As used herein, the term “configured,” “configured to” and/or “configured for” may refer to specific-purpose patterns of the component so described. For example, a system or device configured to perform a function may include a computer system or computing device programmed or otherwise modified to perform that specific function. In other cases, program code stored on a computer-readable medium (e.g., storage medium), may be configured to cause at least one computing device to perform functions when that program code is executed on that computing device. In these cases, the arrangement of the program code triggers specific functions in the computing device upon execution. In other examples, a device configured to interact with and/or act upon other components may be specifically shaped and/or designed to effectively interact with and/or act upon those components. In some such circumstances, the device is configured to interact with another component because at least a portion of its shape complements at least a portion of the shape of that other component. In some circumstances, at least a portion of the device is sized to interact with at least a portion of that other component. The physical relationship (e.g., complementary, size-coincident, etc.) between the device and the other component may aid in performing a function, for example, displacement of one or more of the device or other component, engagement of one or more of the device or other component, etc.
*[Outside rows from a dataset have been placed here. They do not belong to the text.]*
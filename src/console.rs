//! Interactive console used by the generator shell

use crate::error::{Error, Result};
use async_trait::async_trait;
use std::io::{self, Write};
use tokio::io::{AsyncBufReadExt, BufReader, Stdin};

/// Line-oriented prompt and message channel
#[async_trait]
pub trait Console: Send {
    /// Show `message` without a trailing newline and read one line of input.
    ///
    /// Returns the line without its terminator, or [`Error::InputClosed`] at end of input.
    async fn prompt(&mut self, message: &str) -> Result<String>;

    /// Print one line of output
    fn say(&mut self, line: &str) -> Result<()>;

    /// Print several lines in order
    fn say_all(&mut self, lines: &[String]) -> Result<()> {
        for line in lines {
            self.say(line)?;
        }
        Ok(())
    }
}

/// Console over the process's stdin and stdout
pub struct StdConsole {
    input: BufReader<Stdin>,
}

impl StdConsole {
    /// Attach to the process's standard streams
    pub fn new() -> Self {
        Self {
            input: BufReader::new(tokio::io::stdin()),
        }
    }
}

impl Default for StdConsole {
    fn default() -> Self {
        Self::new()
    }
}

#[async_trait]
impl Console for StdConsole {
    async fn prompt(&mut self, message: &str) -> Result<String> {
        {
            let mut stdout = io::stdout().lock();
            stdout.write_all(message.as_bytes())?;
            stdout.flush()?;
        }

        let mut line = String::new();
        if self.input.read_line(&mut line).await? == 0 {
            return Err(Error::InputClosed);
        }
        Ok(strip_line_ending(line))
    }

    fn say(&mut self, line: &str) -> Result<()> {
        let mut stdout = io::stdout().lock();
        writeln!(stdout, "{line}")?;
        stdout.flush()?;
        Ok(())
    }
}

fn strip_line_ending(mut line: String) -> String {
    if line.ends_with('\n') {
        line.pop();
        if line.ends_with('\r') {
            line.pop();
        }
    }
    line
}

#[cfg(test)]
mod tests {
    use super::*;

    #[test]
    fn strips_unix_and_windows_endings() {
        assert_eq!(strip_line_ending("abc\n".to_string()), "abc");
        assert_eq!(strip_line_ending("abc\r\n".to_string()), "abc");
        assert_eq!(strip_line_ending("abc".to_string()), "abc");
        assert_eq!(strip_line_ending("  spaced  \n".to_string()), "  spaced  ");
    }
}
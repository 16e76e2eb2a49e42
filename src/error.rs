//! Error types for qrgen operations

use thiserror::Error;

/// Result type alias using qrgen's Error type
pub type Result<T> = std::result::Result<T, Error>;

/// Main error type for qrgen operations
#[derive(Error, Debug)]
pub enum Error {
    /// The user supplied no text to encode
    #[error("Please enter some text or URL to encode.")]
    EmptyInput,

    /// Standard input closed before an answer was read
    #[error("input stream closed before a line was read")]
    InputClosed,

    /// No QR encoding backend could be located
    #[error("{0}")]
    MissingCapability(String),

    /// Installer process ran but reported failure
    #[error("{0}")]
    InstallFailed(String),

    /// Installer process could not be started
    #[error("{0}")]
    InstallerLaunch(String),

    /// QR code encoding failed
    #[error("Failed to encode QR code: {0}")]
    QrEncode(String),

    /// QR code decoding failed
    #[error("Failed to decode QR code: {0}")]
    QrDecode(String),

    /// No QR code found in image
    #[error("No QR code found in image")]
    NoQrCodeFound,

    /// Rendered image did not decode back to the requested payload
    #[error("Verification failed: rendered QR code decodes to {decoded:?}")]
    Verification {
        /// What the decoder read back
        decoded: String,
    },

    /// I/O error
    #[error("I/O error: {0}")]
    Io(#[from] std::io::Error),

    /// Image processing error
    #[error("Image processing error: {0}")]
    Image(String),

    /// Configuration error
    #[error("Configuration error: {0}")]
    Config(String),
}

impl Error {
    /// Whether this error means the encoding capability is absent.
    pub fn is_missing_capability(&self) -> bool {
        matches!(self, Error::MissingCapability(_))
    }
}

impl From<image::ImageError> for Error {
    fn from(e: image::ImageError) -> Self {
        Error::Image(e.to_string())
    }
}
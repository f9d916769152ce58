use protocol::HandLandmarks;
use tracing::{debug, info};

/// Receives the estimator output of every frame, detected hands or not.
pub trait Annotate {
    fn draw(&mut self, hands: Option<&[HandLandmarks]>);
}

/// Reports changes in the number of detected hands.
#[derive(Default)]
pub struct LogAnnotator {
    visible: usize,
}

impl Annotate for LogAnnotator {
    fn draw(&mut self, hands: Option<&[HandLandmarks]>) {
        let visible = hands.map_or(0, |h| h.len());
        if visible != self.visible {
            info!("{visible} hand(s) in view");
            self.visible = visible;
        }
        if let Some(hands) = hands {
            for (i, hand) in hands.iter().enumerate() {
                debug!(hand = i, landmarks = hand.points.len(), "hand landmarks");
            }
        }
    }
}
use tokio::time::{sleep_until, Duration, Instant};

/// Fixed-interval gate limiting how often commands reach the hand.
///
/// The first [`Throttle::tick`] passes immediately, every following one
/// waits until `interval` has passed since the previous tick returned.
pub struct Throttle {
    interval: Duration,
    next: Option<Instant>,
}

impl Throttle {
    pub fn new(interval: Duration) -> Self {
        Throttle {
            interval,
            next: None,
        }
    }

    pub async fn tick(&mut self) {
        if let Some(next) = self.next {
            sleep_until(next).await;
        }
        self.next = Some(Instant::now() + self.interval);
    }
}
use std::path::PathBuf;

#[derive(Debug, thiserror::Error)]
pub enum Error {
    #[error("landmark source `{input}` is not available")]
    MissingInputDevice {
        input: String,
        #[source]
        err: std::io::Error,
    },

    #[error("link device {} is not available", .device.display())]
    MissingOutputDevice {
        device: PathBuf,
        #[source]
        err: std::io::Error,
    },

    #[error("invalid landmark source `{0}`")]
    InvalidSource(String),

    #[error("io error: {0}")]
    Io(#[from] std::io::Error),

    #[error("failed to decode landmark frame: {0}")]
    Decode(#[from] minicbor::decode::Error),
}
use bytes::Buf;
use bytes::BytesMut;
use tokio_util::codec::Decoder;

const HEADER_LEN: usize = 2;

/// Splits a byte stream into packets prefixed with a big-endian u16 length.
#[derive(Default)]
pub struct FrameDecoder {}

impl Decoder for FrameDecoder {
    type Item = BytesMut;
    type Error = std::io::Error;

    fn decode(&mut self, buf: &mut BytesMut) -> std::io::Result<Option<Self::Item>> {
        if buf.len() < HEADER_LEN {
            return Ok(None);
        }
        let packet_len = u16::from_be_bytes([buf[0], buf[1]]) as usize;
        if buf.len() < HEADER_LEN + packet_len {
            buf.reserve(HEADER_LEN + packet_len - buf.len());
            return Ok(None);
        }

        buf.advance(HEADER_LEN);
        Ok(Some(buf.split_to(packet_len)))
    }
}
The descriptions of the various embodiments of the present invention have been presented for purposes of illustration but are not intended to be exhaustive or limited to the embodiments disclosed. Many modifications and variations will be apparent to those of ordinary skill in the art without departing from the scope and spirit of the described embodiments. The terminology used herein was chosen to best explain the principles of the embodiments, the practical application or technical improvement over technologies found in the marketplace, or to enable others of ordinary skill in the art to understand the embodiments disclosed herein.